There’s nothing wrong with my face – I got character

There’s something very special about a great character actor.  I don’t mean the Steve Buscemis or Phillip Seymour Hoffmans of this world, ugly film stars who coast along on mere talent and charisma, I mean the people playing third henchman in a DTV knock-off of Heat starring Andrew McCarthy in a rabbit mask (this is an actual film I once saw on a coach in Indonesia, and the guy who played Mr Pig was pretty good).  I’m talking about Martin Kove, who parlayed appearing in the credits of Cagney and Lacey into an IMDB page listing 175 films including “War Wolves”, “Savage” and “Ballistica” – all in 2009.

So here is MostlyFilm’s tribute to the grunts in the trenches of cinema.
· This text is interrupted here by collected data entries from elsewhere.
#[cfg(test)]
mod tests {
    use super::*;
    use crate::cache::Cache;
    use crate::types::PriceObservation;
    use async_trait::async_trait;
    use crate::adapter::AdapterCapabilities;

    struct StubAdapter {
        name: String,
    }

    #[async_trait]
    impl ExchangeAdapter for StubAdapter {
        fn exchange_name(&self) -> &str {
            &self.name
        }
        fn category(&self) -> Category {
            Category::Crypto
        }
        fn capabilities(&self) -> AdapterCapabilities {
            AdapterCapabilities {
                supports_websocket: true,
                supports_rest: true,
                supports_volume: true,
                supports_order_book: false,
                supported_categories: vec![Category::Crypto],
            }
        }
        async fn connect(&self) -> Result<()> {
            Ok(())
        }
        async fn disconnect(&self) {}
        async fn subscribe(&self, _symbols: &[String]) -> Result<()> {
            Ok(())
        }
        async fn unsubscribe(&self, _symbols: &[String]) {}
        async fn health_check(&self) -> VenueHealth {
            VenueHealth::Healthy
        }
        async fn get_subscriptions(&self) -> Vec<String> {
            Vec::new()
        }
        fn validate_symbol(&self, _symbol: &str) -> bool {
            true
        }
        async fn fetch_ticker_rest(&self, _symbol: &str) -> Result<PriceObservation> {
            unreachable!("not exercised")
        }
    }

    fn manager() -> Arc<DataManager> {
        let registry = Arc::new(AdapterRegistry::new());
        let cache = Arc::new(Cache::new(1000));
        let aggregation = Arc::new(AggregationEngine::new(OracleConfig::default(), cache));
        let (manager, _rx) = DataManager::new(OracleConfig::default(), registry, aggregation);
        Arc::new(manager)
    }

    #[tokio::test]
    async fn add_data_source_registers_and_connects() {
        let manager = manager();
        let (_tx, rx) = mpsc::channel(8);
        let adapter: Arc<dyn ExchangeAdapter> = Arc::new(StubAdapter { name: "binance".into() });
        manager.add_data_source("binance", adapter, rx).await.unwrap();
        let health = manager.connection_health().await;
        assert_eq!(health.len(), 1);
        assert!(health[0].healthy);
    }

    #[tokio::test]
    async fn stale_observation_is_dropped_at_freshness_gate() {
        let manager = manager();
        let (tx, rx) = mpsc::channel(8);
        let adapter: Arc<dyn ExchangeAdapter> = Arc::new(StubAdapter { name: "binance".into() });
        manager.add_data_source("binance", adapter, rx).await.unwrap();

        let stale = PriceObservation {
            symbol: "BTC/USDT".to_string(),
            price: 50000.0,
            timestamp: now_ms() - 60_000,
            source: "binance".to_string(),
            volume: None,
            confidence: 0.9,
        };
        tx.send(AdapterEvent::PriceUpdate(stale)).await.unwrap();
        tokio::time::sleep(Duration::from_millis(20)).await;
        assert_eq!(manager.aggregation.source_count("BTC/USDT").await, 0);
    }

    #[tokio::test]
    async fn repeated_errors_in_one_category_increment_failures_but_throttle_logging() {
        let manager = manager();
        let (tx, rx) = mpsc::channel(8);
        let adapter: Arc<dyn ExchangeAdapter> = Arc::new(StubAdapter { name: "binance".into() });
        manager.add_data_source("binance", adapter, rx).await.unwrap();

        for _ in 0..3 {
            tx.send(AdapterEvent::Error {
                message: "boom".to_string(),
                category: crate::log_throttle::ErrorCategory::Transport,
            })
            .await
            .unwrap();
        }
        tokio::time::sleep(Duration::from_millis(20)).await;
        let health = manager.connection_health().await;
        assert_eq!(health[0].consecutive_failures, 3);
        let logs = manager.error_logs.read().await;
        assert!(logs.contains_key("binance"));
    }

    #[tokio::test]
    async fn streaming_exhausted_emits_source_failover() {
        let registry = Arc::new(AdapterRegistry::new());
        let cache = Arc::new(Cache::new(1000));
        let aggregation = Arc::new(AggregationEngine::new(OracleConfig::default(), cache));
        let (manager, mut events) = DataManager::new(OracleConfig::default(), registry, aggregation);
        let manager = Arc::new(manager);

        let (tx, rx) = mpsc::channel(8);
        let adapter: Arc<dyn ExchangeAdapter> = Arc::new(StubAdapter { name: "coinbase".into() });
        manager.add_data_source("coinbase", adapter, rx).await.unwrap();
        // Drain the SourceConnected event add_data_source already emitted.
        assert_eq!(events.recv().await, Some(ManagerEvent::SourceConnected { name: "coinbase".into() }));

        tx.send(AdapterEvent::StreamingExhausted).await.unwrap();
        let event = events.recv().await.expect("expected a manager event");
        assert_eq!(
            event,
            ManagerEvent::SourceFailover {
                from: "coinbase".to_string(),
                to: "rest-fallback".to_string(),
            }
        );
    }

    #[tokio::test]
    async fn remove_data_source_unregisters() {
        let manager = manager();
        let (_tx, rx) = mpsc::channel(8);
        let adapter: Arc<dyn ExchangeAdapter> = Arc::new(StubAdapter { name: "binance".into() });
        manager.add_data_source("binance", adapter, rx).await.unwrap();
        manager.remove_data_source("binance").await.unwrap();
        assert!(!manager.registry.has("binance").await);
    }
}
ELIAS MOTHERFUCKING KOTEAS

BY INDY DATTA

Wait, that’s not De Niro?

One of the things interesting character actors can do in small parts is evoke a world beyond the version of the film the leads live in. When Elias Koteas (or, as I always involuntarily subvocalize the moment he appears on screen, ELIAS MOTHERFUCKING KOTEAS!) turns up in a big Hollywood film, it can feel like a guest appearance by Canada. But not the cosy screen Canada of John Candy and Michael J Fox – the weird-ass, bone-cold, emotionally perpendicular movie Canada of Atom Egoyan and David Cronenberg. It was in Egoyan’s Exotica and The Adjuster that Koteas first really displayed what I think of as his definitive on-screen persona (although I may be unfairly traducing his earlier, funnier work in Teenage Mutant Ninja Turtles and Look Who’s Talking Too), but it was Cronenberg’s adaptation of JG Ballard’s Crash that provided what must be his defining role, as a weirdo car-crash-sex-cult leader.

And so; in James Gray’s Two Lovers, even with Joaquin Phoenix and Gwyneth Paltrow playing two emotional basket cases set on mutually assured destruction, it’s Koteas as Paltrow’s rich old squeeze who really makes muscle shrink from skin.  And while he continues to pay the bills by fruitlessly not quite fitting in to films like A Very Harold and Kumar Christmas 3D, he can still provide the most telling moment in Scorsese’s Shutter Island,  just by looking a bit like Robert de Niro (it is quite dark in this scene). Except then you realize it’s not Robert de Niro, It’s ELIAS MOTHERFUCKING KOTEAS.

KWOUK!

BY PAUL DUANE

Burt Kwouk
Why would anyone associate him with Kato?

I was going to cheat in the writing of this piece but now I can’t.

See, ten years ago I was introduced to the great Burt Kwouk by Michael Dillon, owner of Gerry’s Club on Dean St where Burt was then a regular.

I interviewed him for my then favourite publication, Michael Weldon’s groundbreaking Psychotronic Video, a magazine that privileged the likes of Kwouk and, say, Susan Tyrell over your more obvious Hollywood stars.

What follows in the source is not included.